I personally like the format for The International, but we don’t need such a drastic change. We can just tweak things we currently have. We can seed the GSL-style groups better or introduce re-seeding into the Swiss bracket. Most importantly though, once it reaches the playoffs we have to have a double elimination playoff bracket.

As for what advantage the team that emerges from the winner’s bracket deserves, it should be an extra life like a normal double-elimination format. So the team that comes from the loser’s side must defeat the team coming from the winner’s side twice.


The current format works like this: Online qualifier >>> Minor >>> Major qualifier >>> Major.

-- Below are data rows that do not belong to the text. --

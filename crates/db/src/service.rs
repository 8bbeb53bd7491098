//! Business orchestration: validation, authorization and storage calls in a
//! fixed order, for any [`Entity`].
//!
//! Every call takes a [`CancellationToken`]. Each storage future is raced
//! against it; on cancellation the in-flight query future is dropped and the
//! call fails with [`CoreError::Cancelled`].

use std::future::Future;
use std::marker::PhantomData;

use georecord_core::access::{Operation, Principal};
use georecord_core::error::CoreError;
use georecord_core::pagination::Page;
use georecord_core::validation::validate_name;
use tokio_util::sync::CancellationToken;

use crate::entity::Entity;
use crate::models::category::Category;
use crate::models::filter::RecordFilter;
use crate::models::record::{Record, RecordSummary};
use crate::store::pg::PgStore;
use crate::store::{CategoryLookup, EntityStore, RecordQueries, StoreError, StoreResult};

/// What GeoJSON returns when nothing matches.
pub const EMPTY_FEATURE_COLLECTION: &str = r#"{"type":"FeatureCollection","features":[]}"#;

pub struct EntityService<E, S> {
    store: S,
    _entity: PhantomData<fn() -> E>,
}

pub type RecordService<S = PgStore> = EntityService<Record, S>;
pub type CategoryService<S = PgStore> = EntityService<Category, S>;

/// Run a storage future unless `cancel` fires first.
async fn race<T>(
    cancel: &CancellationToken,
    fut: impl Future<Output = StoreResult<T>>,
) -> Result<StoreResult<T>, CoreError> {
    tokio::select! {
        biased;
        _ = cancel.cancelled() => Err(CoreError::Cancelled),
        res = fut => Ok(res),
    }
}

fn internal(entity: &'static str, op: &'static str, err: StoreError) -> CoreError {
    tracing::error!(entity, op, error = %err, "Storage call failed");
    CoreError::Internal(format!("{op} {entity}: {err}"))
}

/// "No rows" is an empty collection for list-shaped reads.
fn rows_or_empty<T>(
    entity: &'static str,
    op: &'static str,
    res: StoreResult<Vec<T>>,
) -> Result<Vec<T>, CoreError> {
    match res {
        Ok(rows) => Ok(rows),
        Err(StoreError::NoRows) => Ok(Vec::new()),
        Err(e) => Err(internal(entity, op, e)),
    }
}

impl<E, S> EntityService<E, S> {
    pub fn new(store: S) -> Self {
        Self {
            store,
            _entity: PhantomData,
        }
    }

    pub fn store(&self) -> &S {
        &self.store
    }
}

impl<E, S> EntityService<E, S>
where
    E: Entity,
    S: EntityStore<E> + CategoryLookup,
{
    async fn ensure_exists(
        &self,
        cancel: &CancellationToken,
        id: E::Id,
        op: &'static str,
    ) -> Result<(), CoreError> {
        let found = race(cancel, self.store.exists(id))
            .await?
            .map_err(|e| internal(E::NAME, op, e))?;
        if !found {
            return Err(CoreError::not_found(E::NAME, id));
        }
        Ok(())
    }

    async fn ensure_owner(
        &self,
        cancel: &CancellationToken,
        principal: &Principal,
        id: E::Id,
        op: Operation,
    ) -> Result<(), CoreError> {
        if !E::POLICY.requires_ownership(op) {
            return Ok(());
        }
        let owns = race(cancel, self.store.is_owner(id, principal.user_id))
            .await?
            .map_err(|e| internal(E::NAME, op.verb(), e))?;
        if !owns {
            tracing::warn!(
                entity = E::NAME,
                id = %id,
                user_id = principal.user_id,
                op = op.verb(),
                "Ownership check failed",
            );
            return Err(CoreError::Forbidden(format!(
                "only the creator may {} this {}",
                op.verb(),
                E::NAME
            )));
        }
        Ok(())
    }

    async fn ensure_category(
        &self,
        cancel: &CancellationToken,
        input: &E::Input,
        op: &'static str,
    ) -> Result<(), CoreError> {
        let Some(category_id) = E::category_of(input) else {
            return Ok(());
        };
        let found = race(cancel, self.store.category_exists(category_id))
            .await?
            .map_err(|e| internal(E::NAME, op, e))?;
        if !found {
            return Err(CoreError::CategoryNotFound(category_id));
        }
        Ok(())
    }

    pub async fn list(
        &self,
        cancel: &CancellationToken,
        page: Page,
        filter: &E::Filter,
    ) -> Result<Vec<E::Summary>, CoreError> {
        let res = race(cancel, self.store.list(filter, page)).await?;
        rows_or_empty(E::NAME, "list", res)
    }

    pub async fn count(
        &self,
        cancel: &CancellationToken,
        filter: &E::Filter,
    ) -> Result<i64, CoreError> {
        match race(cancel, self.store.count(filter)).await? {
            Ok(n) => Ok(n),
            Err(StoreError::NoRows) => Ok(0),
            Err(e) => Err(internal(E::NAME, "count", e)),
        }
    }

    pub async fn get(
        &self,
        cancel: &CancellationToken,
        principal: &Principal,
        id: E::Id,
    ) -> Result<E, CoreError> {
        E::POLICY.check_role(principal, Operation::Get, E::NAME)?;
        self.ensure_exists(cancel, id, "get").await?;
        match race(cancel, self.store.get(id)).await? {
            Ok(row) => Ok(row),
            Err(StoreError::NoRows) => Err(CoreError::not_found(E::NAME, id)),
            Err(e) => Err(internal(E::NAME, "get", e)),
        }
    }

    /// The caller becomes the owner of the new row.
    pub async fn create(
        &self,
        cancel: &CancellationToken,
        principal: &Principal,
        mut input: E::Input,
    ) -> Result<E, CoreError> {
        E::POLICY.check_role(principal, Operation::Create, E::NAME)?;
        validate_name("name", E::input_name(&input))?;
        self.ensure_category(cancel, &input, "create").await?;

        let id = E::assign_id(&mut input);
        if let Some(id) = id {
            let taken = race(cancel, self.store.exists(id))
                .await?
                .map_err(|e| internal(E::NAME, "create", e))?;
            if taken {
                return Err(CoreError::already_exists(E::NAME, id));
            }
        }

        match race(cancel, self.store.create(&input, principal.user_id)).await? {
            Ok(row) => {
                tracing::info!(
                    entity = E::NAME,
                    id = ?id,
                    created_by = principal.user_id,
                    "Entity created",
                );
                Ok(row)
            }
            Err(StoreError::Duplicate) => Err(match id {
                Some(id) => CoreError::already_exists(E::NAME, id),
                None => CoreError::already_exists(E::NAME, "new"),
            }),
            Err(e) => Err(internal(E::NAME, "create", e)),
        }
    }

    /// Full replacement of the client-writable columns.
    pub async fn update(
        &self,
        cancel: &CancellationToken,
        principal: &Principal,
        id: E::Id,
        input: E::Input,
    ) -> Result<E, CoreError> {
        E::POLICY.check_role(principal, Operation::Update, E::NAME)?;
        self.ensure_exists(cancel, id, "update").await?;
        self.ensure_owner(cancel, principal, id, Operation::Update)
            .await?;
        validate_name("name", E::input_name(&input))?;
        self.ensure_category(cancel, &input, "update").await?;

        let row = race(cancel, self.store.update(id, &input, principal.user_id))
            .await?
            .map_err(|e| internal(E::NAME, "update", e))?;
        tracing::info!(
            entity = E::NAME,
            id = %id,
            modified_by = principal.user_id,
            "Entity updated",
        );
        Ok(row)
    }

    pub async fn delete(
        &self,
        cancel: &CancellationToken,
        principal: &Principal,
        id: E::Id,
    ) -> Result<(), CoreError> {
        E::POLICY.check_role(principal, Operation::Delete, E::NAME)?;
        self.ensure_exists(cancel, id, "delete").await?;
        self.ensure_owner(cancel, principal, id, Operation::Delete)
            .await?;

        race(cancel, self.store.soft_delete(id, principal.user_id))
            .await?
            .map_err(|e| internal(E::NAME, "delete", e))?;
        tracing::info!(
            entity = E::NAME,
            id = %id,
            deleted_by = principal.user_id,
            "Entity soft-deleted",
        );
        Ok(())
    }
}

impl<S> EntityService<Record, S>
where
    S: EntityStore<Record> + RecordQueries + CategoryLookup,
{
    /// List filtered by French full-text keywords.
    pub async fn search(
        &self,
        cancel: &CancellationToken,
        page: Page,
        filter: &RecordFilter,
    ) -> Result<Vec<RecordSummary>, CoreError> {
        let res = race(cancel, self.store.search(filter, page)).await?;
        rows_or_empty(Record::NAME, "search", res)
    }

    pub async fn geojson(
        &self,
        cancel: &CancellationToken,
        page: Page,
        filter: &RecordFilter,
    ) -> Result<String, CoreError> {
        match race(cancel, self.store.geojson(filter, page)).await? {
            Ok(doc) => Ok(doc),
            Err(StoreError::NoRows) => Ok(EMPTY_FEATURE_COLLECTION.to_string()),
            Err(e) => Err(internal(Record::NAME, "geojson", e)),
        }
    }

    pub async fn list_by_external_id(
        &self,
        cancel: &CancellationToken,
        page: Page,
        external_id: i32,
    ) -> Result<Vec<RecordSummary>, CoreError> {
        let res = race(cancel, self.store.list_by_external_id(external_id, page)).await?;
        rows_or_empty(Record::NAME, "list_by_external_id", res)
    }
}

The problem with that is the various online portions for each region. Some teams will always be disadvantaged when it comes to online play and because LAN is considered the foolproof test to see who is the best, we should be playing these on LAN. The costs of this are prohibitive, but I have a good answer for this. If we assume scheduling can start one year ahead, that means tournament organizers can host different portions of the qualifier process. This could happen at DreamHack events, for example, instead of one of their smaller tier 2-3 tournaments.

Different Tournament Organizers

There is no reason to have the entire Major circuit run by one tournament organizer. It’s nice to have a level of consistency throughout both tournaments, but splitting it up gives more partners involved in the action and creates a base level of competition between them. At the same time, you can evaluate smaller tournament organizers with the smaller portions of the Major circuit.


Just do it. There is no downside here. It’s not like having stickers or having crowdfunding is a binary choice. You can do both: one that lets fans directly support their favorite player and one that lets fans directly support the competition itself.

Roster Lock Rules

The current roster lock rule needs to be changed. It seems too stringent. I understand it was made to stop abuses from happening, but it hasn’t quite worked out that way. This falls under the first commissioner’s job. Another way you can do it is have a time lock, for instance no roster changes one month prior to the Major.

Integrating Legacy Tournaments

There are certain tournaments that, despite not being Majors anymore, retain a legacy of distinction. They are still incredible events and should be publicly recognized as such. The biggest ones that come to mind are ESL Katowice, ESL Cologne, and DreamHack Winter. After you’ve built a legacy tournament like that they should be recognized, either by granting more ranking points so as to demarcate their prestige or given actual in-game cosmetics/crates (similar to what Dota 2 once did).